14. Cache Invalidation
Cache invalidation in semantic caches presents unique challenges because exact matches don't exist—only semantic proximity. A cached answer about "databaseconnection timeouts" might need invalidation when infrastructure changes make it obsolete.
Time-based expiration is the simplest strategy:
def invalidate_by_ttl(self, key: str):
"""Explicit TTL-based invalidation"""
self.redis.expire(key, 0) # Immediate expiration
return True
def invalidate_by_source(self, source_document_id: str):
"""Invalidate all cache entries derived from a specific document"""
affected_keys = self.redis.smembers(f"doc_sources:{source_document_id}")
pipe = self.redis.pipeline()
for key in affected_keys:
pipe.delete(key)
pipe.delete(f"doc_sources:{source_document_id}")
pipe.execute()
Tag-based invalidation links cache entries to source documents:
def tag_cache_entry(self, cache_key: str, source_doc_ids: list[str]):
for doc_id in source_doc_ids:
self.redis.sadd(f"doc_sources:{doc_id}", cache_key)
self.redis.sadd(f"cache:{cache_key}:tags", *source_doc_ids)
# On document update
def on_document_updated(self, doc_id: str, new_content: str):
# Invalidate related cache entries
related_keys = self.redis.smembers(f"doc_sources:{doc_id}")
if not related_keys:
return {"invalidated": 0}
pipe = self.redis.pipeline()
for key in related_keys:
pipe.delete(key)
pipe.delete(f"doc_sources:{doc_id}")
pipe.execute()
return {"invalidated": len(related_keys)}
Failure Modes:
- Cascading invalidation storms: Document updates touching thousands of derived cache entries cause sudden cache miss spikes. Solution: batch invalidation with jitter to spread load.

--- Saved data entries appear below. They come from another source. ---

// This file is part of Nitrogen.
//
// Nitrogen is free software: you can redistribute it and/or modify
// it under the terms of the GNU General Public License as published by
// the Free Software Foundation, either version 3 of the License, or
// (at your option) any later version.
//
// Nitrogen is distributed in the hope that it will be useful,
// but WITHOUT ANY WARRANTY; without even the implied warranty of
// MERCHANTABILITY or FITNESS FOR A PARTICULAR PURPOSE.  See the
// GNU General Public License for more details.
//
// You should have received a copy of the GNU General Public License
// along with Nitrogen.  If not, see <http://www.gnu.org/licenses/>.
use anyhow::{ensure, Result};

/// A longitude/latitude aligned rectangle, in degrees.
#[derive(Clone, Copy, Debug, PartialEq)]
pub struct GeodeticExtent {
    west: f64,
    south: f64,
    east: f64,
    north: f64,
}

impl GeodeticExtent {
    pub fn new(west: f64, south: f64, east: f64, north: f64) -> Result<Self> {
        ensure!(
            west.is_finite() && south.is_finite() && east.is_finite() && north.is_finite(),
            "geodetic extent must be finite"
        );
        ensure!(west < east, "geodetic extent west {west} must be less than east {east}");
        ensure!(
            south < north,
            "geodetic extent south {south} must be less than north {north}"
        );
        Ok(Self {
            west,
            south,
            east,
            north,
        })
    }

    pub fn whole_globe() -> Self {
        Self {
            west: -180.,
            south: -90.,
            east: 180.,
            north: 90.,
        }
    }

    pub fn west(&self) -> f64 {
        self.west
    }

    pub fn south(&self) -> f64 {
        self.south
    }

    pub fn east(&self) -> f64 {
        self.east
    }

    pub fn north(&self) -> f64 {
        self.north
    }

    pub fn width(&self) -> f64 {
        self.east - self.west
    }

    pub fn height(&self) -> f64 {
        self.north - self.south
    }

    pub fn contains(&self, longitude: f64, latitude: f64) -> bool {
        longitude >= self.west
            && longitude <= self.east
            && latitude >= self.south
            && latitude <= self.north
    }
}
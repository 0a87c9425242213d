// This file is part of Nitrogen.
//
// Nitrogen is free software: you can redistribute it and/or modify
// it under the terms of the GNU General Public License as published by
// the Free Software Foundation, either version 3 of the License, or
// (at your option) any later version.
//
// Nitrogen is distributed in the hope that it will be useful,
// but WITHOUT ANY WARRANTY; without even the implied warranty of
// MERCHANTABILITY or FITNESS FOR A PARTICULAR PURPOSE.  See the
// GNU General Public License for more details.
//
// You should have received a copy of the GNU General Public License
// along with Nitrogen.  If not, see <http://www.gnu.org/licenses/>.
use anyhow::Result;
use clipmap::{
    ClipmapConfig, DetailLevelOpts, GlobeClipmapTerrain, RecordingRenderer, UpdateStats,
};
use geodesy::{Geodetic3D, GeodeticExtent, WGS84};
use log::info;
use raster::{
    HeightTileCache, ImageryTileCache, ProceduralBackend, RasterBackend, RasterLevel,
};
use std::{path::PathBuf, sync::Arc, time::Instant};
use structopt::StructOpt;
use tracelog::{TraceLog, TraceLogOpts};

/// Fly a great circle over streaming clipmap terrain and report what it takes.
#[derive(Debug, StructOpt)]
#[structopt(name = "globe")]
struct Opt {
    /// Number of frames to fly
    #[structopt(short, long, default_value = "600")]
    frames: u64,

    /// Frames between progress reports
    #[structopt(long, default_value = "60")]
    report_interval: u64,

    /// Tile cache to stream heights from, instead of procedural hills
    #[structopt(long)]
    terrain_cache: Option<PathBuf>,

    /// Tile cache to stream imagery from, instead of procedural bands
    #[structopt(long)]
    imagery_cache: Option<PathBuf>,

    /// Do not drape any imagery over the terrain
    #[structopt(long)]
    no_imagery: bool,

    /// Load tiles on the render thread
    #[structopt(long)]
    inline_loading: bool,

    /// Override the posts along each clip level's edge (2^k-1)
    #[structopt(long)]
    clipmap_posts: Option<u32>,

    /// Scale heights by this factor
    #[structopt(long, default_value = "1")]
    height_exaggeration: f32,

    /// Do not blend the edges of each level into the next coarser level
    #[structopt(long)]
    no_blend: bool,

    /// Stop moving the clip windows after this frame
    #[structopt(long)]
    freeze_lod_at: Option<u64>,

    /// Starting longitude, in degrees
    #[structopt(long, default_value = "-122.3", allow_hyphen_values = true)]
    longitude: f64,

    /// Starting latitude, in degrees
    #[structopt(long, default_value = "47.6", allow_hyphen_values = true)]
    latitude: f64,

    /// Initial heading, in degrees clockwise from north
    #[structopt(long, default_value = "75")]
    heading: f64,

    /// Height above the ellipsoid, in meters
    #[structopt(long, default_value = "3000")]
    altitude: f64,

    /// Arc flown each frame, in degrees
    #[structopt(long, default_value = "0.01")]
    speed: f64,

    #[structopt(flatten)]
    detail_opts: DetailLevelOpts,

    #[structopt(flatten)]
    tracelog_opts: TraceLogOpts,
}

// The point `distance` degrees along the great circle leaving `start` at `heading`.
fn great_circle(start: &Geodetic3D, heading: f64, distance: f64) -> Geodetic3D {
    let (lat0, lon0) = (start.latitude(), start.longitude());
    let (heading, distance) = (heading.to_radians(), distance.to_radians());
    let lat = (lat0.sin() * distance.cos() + lat0.cos() * distance.sin() * heading.cos()).asin();
    let lon = lon0
        + (heading.sin() * distance.sin() * lat0.cos())
            .atan2(distance.cos() - lat0.sin() * lat.sin());
    let lon = (lon + std::f64::consts::PI).rem_euclid(std::f64::consts::TAU) - std::f64::consts::PI;
    Geodetic3D::new(lon, lat, start.height())
}

fn terrain_backend(opt: &Opt) -> Result<Arc<dyn RasterBackend<Texel = f32>>> {
    Ok(match &opt.terrain_cache {
        Some(path) => Arc::new(HeightTileCache::open(path)?),
        None => Arc::new(ProceduralBackend::rolling_hills(RasterLevel::pyramid(
            GeodeticExtent::whole_globe(),
            9,
            129,
            65,
            256,
        )?)?),
    })
}

fn imagery_backend(opt: &Opt) -> Result<Option<Arc<dyn RasterBackend<Texel = [u8; 4]>>>> {
    if opt.no_imagery {
        return Ok(None);
    }
    Ok(Some(match &opt.imagery_cache {
        Some(path) => Arc::new(ImageryTileCache::open(path)?),
        None => Arc::new(ProceduralBackend::banded_imagery(RasterLevel::pyramid(
            GeodeticExtent::whole_globe(),
            8,
            513,
            257,
            256,
        )?)?),
    }))
}

fn main() -> Result<()> {
    let opt = Opt::from_args();
    let _tracelog = TraceLog::init(&opt.tracelog_opts)?;

    let detail = opt.detail_opts.detail();
    let mut config = ClipmapConfig::for_level(detail)
        .with_height_exaggeration(opt.height_exaggeration)
        .with_blend_regions_enabled(!opt.no_blend)
        .with_background_loading(!opt.inline_loading);
    if let Some(posts) = opt.clipmap_posts {
        config = config.with_clipmap_posts(posts);
    }
    info!("detail level {:?}: {:?}", detail, config);

    let mut terrain = GlobeClipmapTerrain::new(
        config,
        *WGS84,
        terrain_backend(&opt)?,
        imagery_backend(&opt)?,
    )?;
    let mut renderer = RecordingRenderer::default();

    let start = Geodetic3D::from_degrees(opt.longitude, opt.latitude, opt.altitude);
    let mut totals = UpdateStats::default();
    let mut draws = 0;
    let mut triangles = 0;
    let flight_start = Instant::now();
    let mut report_start = Instant::now();
    for frame in 0..opt.frames {
        if opt.freeze_lod_at == Some(frame) {
            info!("freezing clip windows at frame {}", frame);
            terrain.set_lod_update_enabled(false);
        }
        let viewer = great_circle(&start, opt.heading, opt.speed * frame as f64);
        let update = terrain.pre_render(&WGS84.to_cartesian(&viewer))?;
        totals += update;

        renderer.clear();
        let rendered = terrain.render(&mut renderer)?;
        draws += rendered.draws;
        triangles += rendered.triangles;

        if opt.report_interval > 0 && (frame + 1) % opt.report_interval == 0 {
            let elapsed = report_start.elapsed();
            info!(
                "frame {} at {}: levels {:?}..={:?}, {} draws, {} tris; {} tiles active, {} in flight, {} loaded, {} unavailable; {:.2}ms/frame",
                frame,
                viewer,
                rendered.coarsest_level_rendered,
                rendered.finest_level_rendered,
                rendered.draws,
                rendered.triangles,
                update.active_tiles,
                update.tiles_in_flight,
                totals.tiles_loaded,
                totals.tiles_unavailable,
                elapsed.as_secs_f64() * 1000. / opt.report_interval as f64,
            );
            report_start = Instant::now();
        }
    }

    info!(
        "flew {} frames in {:.2}s: {} draws, {} triangles",
        opt.frames,
        flight_start.elapsed().as_secs_f64(),
        draws,
        triangles
    );
    info!(
        "streamed {} tiles ({} retried, {} unavailable, {} cancelled, {} stale, {} evicted); {} texture copies, {} placeholder fills, {} texels, {} normals",
        totals.tiles_loaded,
        totals.tiles_retried,
        totals.tiles_unavailable,
        totals.tiles_cancelled,
        totals.stale_completions,
        totals.tiles_evicted,
        totals.texture_copies,
        totals.placeholder_fills,
        totals.texels_written,
        totals.normals_updated,
    );
    Ok(())
}
// This file is part of Nitrogen.
//
// Nitrogen is free software: you can redistribute it and/or modify
// it under the terms of the GNU General Public License as published by
// the Free Software Foundation, either version 3 of the License, or
// (at your option) any later version.
//
// Nitrogen is distributed in the hope that it will be useful,
// but WITHOUT ANY WARRANTY; without even the implied warranty of
// MERCHANTABILITY or FITNESS FOR A PARTICULAR PURPOSE.  See the
// GNU General Public License for more details.
//
// You should have received a copy of the GNU General Public License
// along with Nitrogen.  If not, see <http://www.gnu.org/licenses/>.
use anyhow::Result;
use fxhash::FxHashMap;
use geodesy::GeodeticExtent;
use rand::{rngs::StdRng, Rng, SeedableRng};
use raster::{PostExtent, RasterLevel};

fn covered_posts(level: &RasterLevel, extent: &PostExtent) -> FxHashMap<(i32, i32), usize> {
    let mut seen = FxHashMap::default();
    for region in level.get_tiles_in_extent(extent) {
        assert!(region.west >= 0 && region.east < level.longitude_posts_per_tile());
        assert!(region.south >= 0 && region.north < level.latitude_posts_per_tile());
        assert!(region.width() > 0 && region.height() > 0);
        let posts = region.level_extent(level);
        for y in posts.south..=posts.north {
            for x in posts.west..=posts.east {
                *seen.entry((x, y)).or_insert(0) += 1;
            }
        }
    }
    seen
}

fn assert_partition(level: &RasterLevel, extent: &PostExtent) {
    let seen = covered_posts(level, extent);
    assert_eq!(seen.len() as i64, extent.area(), "extent {extent}");
    for y in extent.south..=extent.north {
        for x in extent.west..=extent.east {
            assert_eq!(seen.get(&(x, y)), Some(&1), "post {x},{y} of {extent}");
        }
    }
}

#[test]
fn test_partition_single_tile() -> Result<()> {
    let level = RasterLevel::new(0, GeodeticExtent::whole_globe(), 1025, 513, 64, 32)?;
    assert_partition(&level, &PostExtent::new(3, 4, 60, 30));
    assert_eq!(
        level
            .get_tiles_in_extent(&PostExtent::new(3, 4, 60, 30))
            .len(),
        1
    );
    Ok(())
}

#[test]
fn test_partition_straddles_two_tiles() -> Result<()> {
    let level = RasterLevel::new(0, GeodeticExtent::whole_globe(), 1025, 513, 64, 32)?;
    let extent = PostExtent::new(60, 4, 70, 30);
    assert_eq!(level.get_tiles_in_extent(&extent).len(), 2);
    assert_partition(&level, &extent);
    Ok(())
}

#[test]
fn test_partition_random_extents() -> Result<()> {
    let level = RasterLevel::new(0, GeodeticExtent::whole_globe(), 1025, 513, 16, 8)?;
    let mut rng = StdRng::seed_from_u64(0x5eed);
    for _ in 0..200 {
        let west = rng.gen_range(-100..100);
        let south = rng.gen_range(-100..100);
        let extent = PostExtent::new(
            west,
            south,
            west + rng.gen_range(0..70),
            south + rng.gen_range(0..40),
        );
        assert_partition(&level, &extent);
    }
    Ok(())
}
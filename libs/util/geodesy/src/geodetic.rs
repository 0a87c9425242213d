// This file is part of Nitrogen.
//
// Nitrogen is free software: you can redistribute it and/or modify
// it under the terms of the GNU General Public License as published by
// the Free Software Foundation, either version 3 of the License, or
// (at your option) any later version.
//
// Nitrogen is distributed in the hope that it will be useful,
// but WITHOUT ANY WARRANTY; without even the implied warranty of
// MERCHANTABILITY or FITNESS FOR A PARTICULAR PURPOSE.  See the
// GNU General Public License for more details.
//
// You should have received a copy of the GNU General Public License
// along with Nitrogen.  If not, see <http://www.gnu.org/licenses/>.
use std::fmt;

/// A position on the surface of an ellipsoid. Angles are stored in radians.
#[derive(Clone, Copy, Debug, Default, PartialEq)]
pub struct Geodetic2D {
    longitude: f64,
    latitude: f64,
}

impl Geodetic2D {
    pub fn new(longitude: f64, latitude: f64) -> Self {
        Self {
            longitude,
            latitude,
        }
    }

    pub fn from_degrees(longitude: f64, latitude: f64) -> Self {
        Self::new(longitude.to_radians(), latitude.to_radians())
    }

    pub fn longitude(&self) -> f64 {
        self.longitude
    }

    pub fn latitude(&self) -> f64 {
        self.latitude
    }

    pub fn longitude_degrees(&self) -> f64 {
        self.longitude.to_degrees()
    }

    pub fn latitude_degrees(&self) -> f64 {
        self.latitude.to_degrees()
    }

    pub fn with_height(&self, height: f64) -> Geodetic3D {
        Geodetic3D::new(self.longitude, self.latitude, height)
    }
}

impl fmt::Display for Geodetic2D {
    fn fmt(&self, f: &mut fmt::Formatter) -> fmt::Result {
        write!(
            f,
            "({:0.6}°, {:0.6}°)",
            self.longitude_degrees(),
            self.latitude_degrees()
        )
    }
}

/// A position relative to the surface of an ellipsoid: radians, radians, meters.
#[derive(Clone, Copy, Debug, Default, PartialEq)]
pub struct Geodetic3D {
    longitude: f64,
    latitude: f64,
    height: f64,
}

impl Geodetic3D {
    pub fn new(longitude: f64, latitude: f64, height: f64) -> Self {
        Self {
            longitude,
            latitude,
            height,
        }
    }

    pub fn from_degrees(longitude: f64, latitude: f64, height: f64) -> Self {
        Self::new(longitude.to_radians(), latitude.to_radians(), height)
    }

    pub fn longitude(&self) -> f64 {
        self.longitude
    }

    pub fn latitude(&self) -> f64 {
        self.latitude
    }

    pub fn height(&self) -> f64 {
        self.height
    }

    pub fn longitude_degrees(&self) -> f64 {
        self.longitude.to_degrees()
    }

    pub fn latitude_degrees(&self) -> f64 {
        self.latitude.to_degrees()
    }

    pub fn surface(&self) -> Geodetic2D {
        Geodetic2D::new(self.longitude, self.latitude)
    }
}

impl fmt::Display for Geodetic3D {
    fn fmt(&self, f: &mut fmt::Formatter) -> fmt::Result {
        write!(
            f,
            "({:0.6}°, {:0.6}°, {:0.1}m)",
            self.longitude_degrees(),
            self.latitude_degrees(),
            self.height
        )
    }
}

- Stale cross-references: Cache entries tagged with multiple documents become invalid when only one source updates. The entry must be fully purged.
- Orphaned keys: Tags deleted before cache keys, or vice versa. Transaction-based operations prevent partial cleanup.
Monitoring invalidation rates helps detect problems:
def get_invalidation_stats(self) -> dict:
info = self.redis.info("stats")
keyspace_hits = info.get("keyspace_hits", 0)
keyspace_misses = info.get("keyspace_misses", 0)
return {
"hit_rate": keyspace_hits / (keyspace_hits + keyspace_misses),
"total_invalidations": self.redis.get("metrics:invalidations") or 0,
"avg_ttl_remaining": self._avg_ttl()
}
Local verification checkpoint
Run the smallest example from this chapter in a local workspace and record the package version, runtime, data path, and observed output. If the result depends on model size, vector count, CPU/GPU backend, or available memory, note that constraint beside the exercise so the lesson remains reproducible.
Extend the cache store to support tag-based invalidation. Simulate a document update and verify that all related cache entries are removed.